:: Work order ::
The answer is the full set of records below, transcribed exactly.

:: Working data ::
=====

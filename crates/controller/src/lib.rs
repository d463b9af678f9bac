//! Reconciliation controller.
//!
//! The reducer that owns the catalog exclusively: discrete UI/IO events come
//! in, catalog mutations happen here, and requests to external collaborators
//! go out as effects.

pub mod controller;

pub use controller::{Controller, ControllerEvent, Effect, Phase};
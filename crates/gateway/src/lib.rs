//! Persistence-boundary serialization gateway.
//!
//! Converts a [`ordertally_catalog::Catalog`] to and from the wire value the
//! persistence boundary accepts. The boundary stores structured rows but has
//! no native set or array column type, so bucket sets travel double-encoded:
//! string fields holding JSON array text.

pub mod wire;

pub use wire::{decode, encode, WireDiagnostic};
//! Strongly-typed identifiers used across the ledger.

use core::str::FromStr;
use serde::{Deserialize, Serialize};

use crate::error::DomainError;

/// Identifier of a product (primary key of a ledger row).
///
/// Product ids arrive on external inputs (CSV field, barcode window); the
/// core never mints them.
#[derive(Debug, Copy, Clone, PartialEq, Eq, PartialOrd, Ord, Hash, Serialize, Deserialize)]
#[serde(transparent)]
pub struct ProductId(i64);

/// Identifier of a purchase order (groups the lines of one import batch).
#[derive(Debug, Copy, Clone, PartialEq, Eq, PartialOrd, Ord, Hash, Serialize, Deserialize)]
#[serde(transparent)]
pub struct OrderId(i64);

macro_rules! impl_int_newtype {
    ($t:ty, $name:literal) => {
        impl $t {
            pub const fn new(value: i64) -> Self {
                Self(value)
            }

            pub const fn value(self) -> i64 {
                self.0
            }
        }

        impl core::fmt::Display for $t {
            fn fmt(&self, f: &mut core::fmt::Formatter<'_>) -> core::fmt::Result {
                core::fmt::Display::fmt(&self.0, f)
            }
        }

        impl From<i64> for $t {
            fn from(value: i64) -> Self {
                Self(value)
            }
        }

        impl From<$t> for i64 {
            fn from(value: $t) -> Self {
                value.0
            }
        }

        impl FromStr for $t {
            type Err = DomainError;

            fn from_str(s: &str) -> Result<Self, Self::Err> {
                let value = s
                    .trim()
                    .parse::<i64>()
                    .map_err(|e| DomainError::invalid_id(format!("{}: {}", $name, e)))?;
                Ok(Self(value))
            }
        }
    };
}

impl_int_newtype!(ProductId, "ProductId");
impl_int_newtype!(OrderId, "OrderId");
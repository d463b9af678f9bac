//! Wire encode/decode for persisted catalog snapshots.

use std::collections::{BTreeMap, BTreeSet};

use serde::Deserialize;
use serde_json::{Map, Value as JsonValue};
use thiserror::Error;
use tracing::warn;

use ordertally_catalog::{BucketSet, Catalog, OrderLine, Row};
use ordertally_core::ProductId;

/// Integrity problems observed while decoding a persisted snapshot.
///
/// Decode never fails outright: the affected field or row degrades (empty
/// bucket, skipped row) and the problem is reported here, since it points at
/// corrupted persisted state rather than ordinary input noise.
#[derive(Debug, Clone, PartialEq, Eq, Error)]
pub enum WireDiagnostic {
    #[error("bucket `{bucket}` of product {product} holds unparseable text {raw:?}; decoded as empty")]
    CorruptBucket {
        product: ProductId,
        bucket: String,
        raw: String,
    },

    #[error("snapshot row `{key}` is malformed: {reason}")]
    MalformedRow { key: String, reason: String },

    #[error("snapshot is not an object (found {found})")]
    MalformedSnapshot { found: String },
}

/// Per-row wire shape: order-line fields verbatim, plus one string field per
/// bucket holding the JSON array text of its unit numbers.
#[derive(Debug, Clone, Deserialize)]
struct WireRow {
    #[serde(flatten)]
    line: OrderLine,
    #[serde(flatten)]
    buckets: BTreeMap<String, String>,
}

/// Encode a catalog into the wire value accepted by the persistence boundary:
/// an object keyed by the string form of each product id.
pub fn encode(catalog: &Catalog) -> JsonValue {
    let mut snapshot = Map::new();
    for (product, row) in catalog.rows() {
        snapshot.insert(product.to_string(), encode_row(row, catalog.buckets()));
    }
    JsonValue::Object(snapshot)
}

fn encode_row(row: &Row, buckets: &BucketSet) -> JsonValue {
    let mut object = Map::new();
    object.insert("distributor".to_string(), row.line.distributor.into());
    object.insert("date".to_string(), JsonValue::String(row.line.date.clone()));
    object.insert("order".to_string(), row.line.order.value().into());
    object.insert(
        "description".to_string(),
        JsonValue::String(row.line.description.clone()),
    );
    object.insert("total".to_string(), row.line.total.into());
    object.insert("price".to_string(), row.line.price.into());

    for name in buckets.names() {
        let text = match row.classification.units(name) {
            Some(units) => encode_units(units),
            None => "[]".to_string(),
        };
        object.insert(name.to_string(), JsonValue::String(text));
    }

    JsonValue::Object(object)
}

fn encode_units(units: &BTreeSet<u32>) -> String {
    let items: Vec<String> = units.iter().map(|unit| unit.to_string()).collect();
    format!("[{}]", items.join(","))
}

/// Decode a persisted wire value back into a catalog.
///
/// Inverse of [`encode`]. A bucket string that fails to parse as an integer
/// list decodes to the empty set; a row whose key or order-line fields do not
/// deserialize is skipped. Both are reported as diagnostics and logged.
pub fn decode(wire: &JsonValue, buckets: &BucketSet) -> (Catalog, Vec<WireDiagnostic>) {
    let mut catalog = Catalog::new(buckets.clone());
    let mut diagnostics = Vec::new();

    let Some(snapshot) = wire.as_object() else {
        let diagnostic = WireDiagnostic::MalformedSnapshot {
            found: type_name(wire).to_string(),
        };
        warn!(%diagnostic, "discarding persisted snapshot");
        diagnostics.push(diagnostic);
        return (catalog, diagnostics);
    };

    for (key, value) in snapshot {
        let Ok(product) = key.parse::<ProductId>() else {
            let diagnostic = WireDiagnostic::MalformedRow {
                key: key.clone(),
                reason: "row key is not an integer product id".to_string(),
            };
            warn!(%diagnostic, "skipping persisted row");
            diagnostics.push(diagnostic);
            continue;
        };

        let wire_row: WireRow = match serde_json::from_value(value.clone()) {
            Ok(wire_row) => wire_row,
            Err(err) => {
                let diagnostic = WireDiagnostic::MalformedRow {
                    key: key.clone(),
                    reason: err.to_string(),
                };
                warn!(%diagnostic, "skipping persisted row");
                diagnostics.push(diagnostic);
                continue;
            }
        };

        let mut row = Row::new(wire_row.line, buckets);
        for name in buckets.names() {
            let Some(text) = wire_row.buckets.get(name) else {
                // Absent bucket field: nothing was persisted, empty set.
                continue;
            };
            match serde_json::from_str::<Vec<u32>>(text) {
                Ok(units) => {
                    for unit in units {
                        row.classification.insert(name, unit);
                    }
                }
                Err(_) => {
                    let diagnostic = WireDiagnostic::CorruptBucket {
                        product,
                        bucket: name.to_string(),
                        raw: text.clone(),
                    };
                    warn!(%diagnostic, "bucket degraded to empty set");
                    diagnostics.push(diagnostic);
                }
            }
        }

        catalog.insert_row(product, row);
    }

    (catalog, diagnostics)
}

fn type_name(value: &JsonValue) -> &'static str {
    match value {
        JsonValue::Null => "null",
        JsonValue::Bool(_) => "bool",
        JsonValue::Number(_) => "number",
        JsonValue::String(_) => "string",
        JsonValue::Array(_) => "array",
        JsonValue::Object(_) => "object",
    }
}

=====

:: Result of this exercise ::
filename crates/controller/src/lib.rs
repository d463b9af678f9bac
//! Reconciliation controller.
//!
//! The reducer that owns the catalog exclusively: discrete UI/IO events come
//! in, catalog mutations happen here, and requests to external collaborators
//! go out as effects.

pub mod controller;

pub use controller::{Controller, ControllerEvent, Effect, Phase};
filename crates/gateway/src/lib.rs
//! Persistence-boundary serialization gateway.
//!
//! Converts a [`ordertally_catalog::Catalog`] to and from the wire value the
//! persistence boundary accepts. The boundary stores structured rows but has
//! no native set or array column type, so bucket sets travel double-encoded:
//! string fields holding JSON array text.

pub mod wire;

pub use wire::{decode, encode, WireDiagnostic};
//! Strongly-typed identifiers used across the ledger.

use core::str::FromStr;
use serde::{Deserialize, Serialize};

use crate::error::DomainError;

/// Identifier of a product (primary key of a ledger row).
///
/// Product ids arrive on external inputs (CSV field, barcode window); the
/// core never mints them.
#[derive(Debug, Copy, Clone, PartialEq, Eq, PartialOrd, Ord, Hash, Serialize, Deserialize)]
#[serde(transparent)]
pub struct ProductId(i64);

/// Identifier of a purchase order (groups the lines of one import batch).
#[derive(Debug, Copy, Clone, PartialEq, Eq, PartialOrd, Ord, Hash, Serialize, Deserialize)]
#[serde(transparent)]
pub struct OrderId(i64);

macro_rules! impl_int_newtype {
    ($t:ty, $name:literal) => {
        impl $t {
            pub const fn new(value: i64) -> Self {
                Self(value)
            }

            pub const fn value(self) -> i64 {
                self.0
            }
        }

        impl core::fmt::Display for $t {
            fn fmt(&self, f: &mut core::fmt::Formatter<'_>) -> core::fmt::Result {
                core::fmt::Display::fmt(&self.0, f)
            }
        }

        impl From<i64> for $t {
            fn from(value: i64) -> Self {
                Self(value)
            }
        }

        impl From<$t> for i64 {
            fn from(value: $t) -> Self {
                value.0
            }
        }

        impl FromStr for $t {
            type Err = DomainError;

            fn from_str(s: &str) -> Result<Self, Self::Err> {
                let value = s
                    .trim()
                    .parse::<i64>()
                    .map_err(|e| DomainError::invalid_id(format!("{}: {}", $name, e)))?;
                Ok(Self(value))
            }
        }
    };
}

impl_int_newtype!(ProductId, "ProductId");
impl_int_newtype!(OrderId, "OrderId");
repository d463b9af678f9bac
//! Wire encode/decode for persisted catalog snapshots.

use std::collections::{BTreeMap, BTreeSet};

use serde::Deserialize;
use serde_json::{Map, Value as JsonValue};
use thiserror::Error;
use tracing::warn;

use ordertally_catalog::{BucketSet, Catalog, OrderLine, Row};
use ordertally_core::ProductId;

/// Integrity problems observed while decoding a persisted snapshot.
///
/// Decode never fails outright: the affected field or row degrades (empty
/// bucket, skipped row) and the problem is reported here, since it points at
/// corrupted persisted state rather than ordinary input noise.
#[derive(Debug, Clone, PartialEq, Eq, Error)]
pub enum WireDiagnostic {
    #[error("bucket `{bucket}` of product {product} holds unparseable text {raw:?}; decoded as empty")]
    CorruptBucket {
        product: ProductId,
        bucket: String,
        raw: String,
    },

    #[error("snapshot row `{key}` is malformed: {reason}")]
    MalformedRow { key: String, reason: String },

    #[error("snapshot is not an object (found {found})")]
    MalformedSnapshot { found: String },
}

/// Per-row wire shape: order-line fields verbatim, plus one string field per
/// bucket holding the JSON array text of its unit numbers.
#[derive(Debug, Clone, Deserialize)]
struct WireRow {
    #[serde(flatten)]
    line: OrderLine,
    #[serde(flatten)]
    buckets: BTreeMap<String, String>,
}

/// Encode a catalog into the wire value accepted by the persistence boundary:
/// an object keyed by the string form of each product id.
pub fn encode(catalog: &Catalog) -> JsonValue {
    let mut snapshot = Map::new();
    for (product, row) in catalog.rows() {
        snapshot.insert(product.to_string(), encode_row(row, catalog.buckets()));
    }
    JsonValue::Object(snapshot)
}

fn encode_row(row: &Row, buckets: &BucketSet) -> JsonValue {
    let mut object = Map::new();
    object.insert("distributor".to_string(), row.line.distributor.into());
    object.insert("date".to_string(), JsonValue::String(row.line.date.clone()));
    object.insert("order".to_string(), row.line.order.value().into());
    object.insert(
        "description".to_string(),
        JsonValue::String(row.line.description.clone()),
    );
    object.insert("total".to_string(), row.line.total.into());
    object.insert("price".to_string(), row.line.price.into());

    for name in buckets.names() {
        let text = match row.classification.units(name) {
            Some(units) => encode_units(units),
            None => "[]".to_string(),
        };
        object.insert(name.to_string(), JsonValue::String(text));
    }

    JsonValue::Object(object)
}

fn encode_units(units: &BTreeSet<u32>) -> String {
    let items: Vec<String> = units.iter().map(|unit| unit.to_string()).collect();
    format!("[{}]", items.join(","))
}

/// Decode a persisted wire value back into a catalog.
///
/// Inverse of [`encode`]. A bucket string that fails to parse as an integer
/// list decodes to the empty set; a row whose key or order-line fields do not
/// deserialize is skipped. Both are reported as diagnostics and logged.
pub fn decode(wire: &JsonValue, buckets: &BucketSet) -> (Catalog, Vec<WireDiagnostic>) {
    let mut catalog = Catalog::new(buckets.clone());
    let mut diagnostics = Vec::new();

    let Some(snapshot) = wire.as_object() else {
        let diagnostic = WireDiagnostic::MalformedSnapshot {
            found: type_name(wire).to_string(),
        };
        warn!(%diagnostic, "discarding persisted snapshot");
        diagnostics.push(diagnostic);
        return (catalog, diagnostics);
    };

    for (key, value) in snapshot {
        let Ok(product) = key.parse::<ProductId>() else {
            let diagnostic = WireDiagnostic::MalformedRow {
                key: key.clone(),
                reason: "row key is not an integer product id".to_string(),
            };
            warn!(%diagnostic, "skipping persisted row");
            diagnostics.push(diagnostic);
            continue;
        };

        let wire_row: WireRow = match serde_json::from_value(value.clone()) {
            Ok(wire_row) => wire_row,
            Err(err) => {
                let diagnostic = WireDiagnostic::MalformedRow {
                    key: key.clone(),
                    reason: err.to_string(),
                };
                warn!(%diagnostic, "skipping persisted row");
                diagnostics.push(diagnostic);
                continue;
            }
        };

        let mut row = Row::new(wire_row.line, buckets);
        for name in buckets.names() {
            let Some(text) = wire_row.buckets.get(name) else {
                // Absent bucket field: nothing was persisted, empty set.
                continue;
            };
            match serde_json::from_str::<Vec<u32>>(text) {
                Ok(units) => {
                    for unit in units {
                        row.classification.insert(name, unit);
                    }
                }
                Err(_) => {
                    let diagnostic = WireDiagnostic::CorruptBucket {
                        product,
                        bucket: name.to_string(),
                        raw: text.clone(),
                    };
                    warn!(%diagnostic, "bucket degraded to empty set");
                    diagnostics.push(diagnostic);
                }
            }
        }

        catalog.insert_row(product, row);
    }

    (catalog, diagnostics)
}

fn type_name(value: &JsonValue) -> &'static str {
    match value {
        JsonValue::Null => "null",
        JsonValue::Bool(_) => "bool",
        JsonValue::Number(_) => "number",
        JsonValue::String(_) => "string",
        JsonValue::Array(_) => "array",
        JsonValue::Object(_) => "object",
    }
}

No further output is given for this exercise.